During their presentation to council both women complained about the lack of public input and the sudden change from an idea of building the new complex to it being a sure thing.

“Somewhere along the way the ‘if’ became a ‘when’,” said presenter Deb Schenk.

“I’m very concerned that the process omitted a step or two, Iserman added. “There hasn’t been wide public consultation.”

They requested council suspend the project to “determine if there’s enough support for it”.

Coun. Chris Peabody said the municipal complex project had “a lot of interrelated issues,” but said putting the soccer fields in ERBP “made a lot of sense” noting that the land was cheaper and with the building of a possible subdivision in the area, the soccer fields would be close to the residential neighbourhood.

Peabody agreed that the biggest concern seemed to be with the location of the administrative centre in the business park.

“We owe it to the citizens to evaluate the cost. Put some concrete numbers to the options,” he said. However, no motion was made by any councillor to put the commitment on the record.

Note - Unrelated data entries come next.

use std::collections::hash_map::Entry;
use std::rc::Rc;

use rustc_hash::FxHashMap;

use crate::declaration::{ActionDecl, ActionSpec, Priority};
use crate::error::MenuError;
use crate::path::ActionPath;

/// Path-keyed store of the actions declared for one menu tree.
pub struct MenuRegistry<C = ()> {
    name: String,
    actions: FxHashMap<String, Rc<ActionSpec<C>>>,
    next_sequence: usize,
}

impl<C> MenuRegistry<C> {
    pub fn new(name: impl Into<String>) -> Self {
        Self {
            name: name.into(),
            actions: FxHashMap::default(),
            next_sequence: 0,
        }
    }

    /// Returns the name of the owning tree.
    pub fn name(&self) -> &str {
        &self.name
    }

    pub fn len(&self) -> usize {
        self.actions.len()
    }

    pub fn is_empty(&self) -> bool {
        self.actions.is_empty()
    }

    pub fn contains(&self, path: &str) -> bool {
        self.actions.contains_key(path)
    }

    pub fn get(&self, path: &str) -> Option<&ActionSpec<C>> {
        self.actions.get(path).map(Rc::as_ref)
    }

    /// Validates `decl` and stores it under its canonical path.
    ///
    /// On error the registry is left untouched.
    pub fn register<F>(
        &mut self,
        decl: ActionDecl<C>,
        callback: F,
    ) -> Result<&ActionSpec<C>, MenuError>
    where
        F: Fn(&C) + 'static,
    {
        let ActionDecl {
            path,
            shortcut,
            priority,
            validator,
        } = decl;
        let path = ActionPath::parse(&path)?;
        let priority = priority.transpose()?;

        let slot = match self.actions.entry(path.to_string()) {
            Entry::Occupied(slot) => {
                return Err(MenuError::DuplicateAction {
                    tree: self.name.clone(),
                    path: slot.key().clone(),
                });
            }
            Entry::Vacant(slot) => slot,
        };

        let sequence = self.next_sequence;
        self.next_sequence += 1;
        tracing::debug!(
            tree = %self.name,
            path = %slot.key(),
            shortcut = ?shortcut.as_ref().map(ToString::to_string),
            priority = ?priority.map(Priority::value),
            "registered menu action"
        );

        let spec = slot.insert(Rc::new(ActionSpec {
            path,
            shortcut,
            priority,
            validator,
            callback: Rc::new(callback),
            sequence,
        }));
        Ok(&**spec)
    }

    /// Returns every action sorted by priority, then registration order.
    ///
    /// Actions without a priority follow all prioritized ones.
    pub fn ordered(&self) -> Vec<Rc<ActionSpec<C>>> {
        let mut specs: Vec<_> = self.actions.values().cloned().collect();
        specs.sort_by_key(|spec| (spec.priority.is_none(), spec.priority, spec.sequence));
        specs
    }

    /// Returns the ordered actions whose validators currently pass.
    pub fn build_order(&self, ctx: &C) -> Result<Vec<Rc<ActionSpec<C>>>, MenuError> {
        visible_actions(self.ordered(), ctx)
    }
}

impl<C> std::fmt::Debug for MenuRegistry<C> {
    fn fmt(&self, f: &mut std::fmt::Formatter<'_>) -> std::fmt::Result {
        f.debug_struct("MenuRegistry")
            .field("name", &self.name)
            .field("len", &self.actions.len())
            .finish_non_exhaustive()
    }
}

/// Drops the specs hidden by their validator, evaluating each validator once.
pub(crate) fn visible_actions<C>(
    ordered: Vec<Rc<ActionSpec<C>>>,
    ctx: &C,
) -> Result<Vec<Rc<ActionSpec<C>>>, MenuError> {
    let mut visible = Vec::with_capacity(ordered.len());
    for spec in ordered {
        if spec.is_visible(ctx)? {
            visible.push(spec);
        }
    }
    Ok(visible)
}

#[cfg(test)]
mod tests {
    use std::cell::Cell;
    use std::io;

    use super::*;

    fn paths<C>(specs: &[Rc<ActionSpec<C>>]) -> Vec<String> {
        specs.iter().map(|spec| spec.path().to_string()).collect()
    }

    #[test]
    fn duplicate_path_is_rejected() {
        let mut registry = MenuRegistry::<()>::new("main");
        registry
            .register(ActionDecl::new("Version Control/Submit"), |()| {})
            .unwrap();

        let err = registry
            .register(ActionDecl::new("Version Control/Submit"), |()| {})
            .unwrap_err();

        assert!(matches!(
            err,
            MenuError::DuplicateAction { ref tree, ref path }
                if tree == "main" && path == "Version Control/Submit"
        ));
        assert_eq!(registry.len(), 1);
    }

    #[test]
    fn failed_registration_keeps_sequence() {
        let mut registry = MenuRegistry::<()>::new("main");
        registry.register(ActionDecl::new("A"), |()| {}).unwrap();
        assert!(registry.register(ActionDecl::new("A"), |()| {}).is_err());
        assert!(
            registry
                .register(ActionDecl::new("B").priority(0.5_f64), |()| {})
                .is_err()
        );
        assert!(registry.register(ActionDecl::new("C//D"), |()| {}).is_err());

        let spec = registry.register(ActionDecl::new("E"), |()| {}).unwrap();
        assert_eq!(spec.sequence(), 1);
        assert_eq!(registry.len(), 2);
        assert!(!registry.contains("B"));
    }

    #[test]
    fn orders_by_priority_then_registration() {
        let mut registry = MenuRegistry::<()>::new("main");
        registry
            .register(ActionDecl::new("Submit").priority(40), |()| {})
            .unwrap();
        registry.register(ActionDecl::new("Refresh"), |()| {}).unwrap();
        registry
            .register(ActionDecl::new("Download").priority(11), |()| {})
            .unwrap();
        registry.register(ActionDecl::new("About"), |()| {}).unwrap();
        registry
            .register(ActionDecl::new("Check Out").priority(11), |()| {})
            .unwrap();

        let order = paths(&registry.build_order(&()).unwrap());
        assert_eq!(order, ["Download", "Check Out", "Submit", "Refresh", "About"]);
        assert_eq!(order, paths(&registry.build_order(&()).unwrap()));
    }

    #[test]
    fn validators_filter_with_context() {
        let mut registry = MenuRegistry::<Cell<bool>>::new("main");
        registry
            .register(
                ActionDecl::new("Check Out").validator(|selected: &Cell<bool>| selected.get()),
                |_| {},
            )
            .unwrap();
        registry.register(ActionDecl::new("Refresh"), |_| {}).unwrap();

        let selected = Cell::new(false);
        assert_eq!(paths(&registry.build_order(&selected).unwrap()), ["Refresh"]);

        selected.set(true);
        assert_eq!(
            paths(&registry.build_order(&selected).unwrap()),
            ["Check Out", "Refresh"]
        );
    }

    #[test]
    fn validator_runs_once_per_pass() {
        let mut registry = MenuRegistry::<Cell<u32>>::new("main");
        registry
            .register(
                ActionDecl::new("Counted").validator(|calls: &Cell<u32>| {
                    calls.set(calls.get() + 1);
                    true
                }),
                |_| {},
            )
            .unwrap();

        let calls = Cell::new(0);
        registry.build_order(&calls).unwrap();
        assert_eq!(calls.get(), 1);
    }

    #[test]
    fn validator_error_aborts() {
        let mut registry = MenuRegistry::<()>::new("main");
        registry
            .register(
                ActionDecl::new("Broken").try_validator(|()| {
                    Err::<bool, _>(io::Error::other("selection unavailable"))
                }),
                |()| {},
            )
            .unwrap();

        let err = registry.build_order(&()).unwrap_err();
        assert!(matches!(err, MenuError::Validator { ref path, .. } if path == "Broken"));
    }
}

Peabody also said he’s not sure moving the centre to the former Brant Central school would work. “We would have to totally alter the front entrance,” he said, “there would be a lot of renovations”.

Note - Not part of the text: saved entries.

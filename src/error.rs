use std::convert::Infallible;

use crate::declaration::BoxError;

/// Errors raised while declaring actions or attaching/displaying menus.
#[derive(Debug, thiserror::Error)]
pub enum MenuError {
    /// The path is already claimed within the same menu tree.
    #[error("{path:?} is already registered to menu tree {tree:?}")]
    DuplicateAction { tree: String, path: String },

    /// The declared priority could not be converted to an integer.
    #[error("invalid priority {value:?}: expected an integer")]
    InvalidPriority { value: String },

    /// The path is empty or contains an empty segment.
    #[error("invalid action path {path:?}: {reason}")]
    InvalidPath { path: String, reason: &'static str },

    /// The widget can no longer host a context menu.
    #[error("widget cannot host a context menu (destroyed or detached from the toolkit)")]
    InvalidWidget,

    /// A visibility predicate failed; the build pass was aborted.
    #[error("visibility check for {path:?} failed")]
    Validator {
        path: String,
        #[source]
        source: BoxError,
    },
}

impl From<Infallible> for MenuError {
    fn from(never: Infallible) -> Self {
        match never {}
    }
}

Coun. Anne-Louise Gibbons added that from her own experience, “it’s much cheaper to build than to renovate”.

Coun. Kym Hutcheon told the presenters that “we fully intend to include the public. We’re just costing out our dream plan,” she said, adding later that other costs would be examined too.

Schenk said that the people “feel as though they don’t have a voice” in the project.

After the meeting Randy Weber and Brian Dales co-chairs of the Project Management Team, show frustration at the constant complaint of no public consultation.

“Council has to do their due diligence on this,” Weber said. “We’ve been at this for a couple of years now and we’ve barely started.”

After the meeting Iserman told The WHT that the controversial issue has been talked about for several weeks now with residents calling council members to voice their concerns. “People are not getting much of a response from the mayor or councillors,” she said.

Council was supposed to hire a project manager in January, but that decision has been delayed.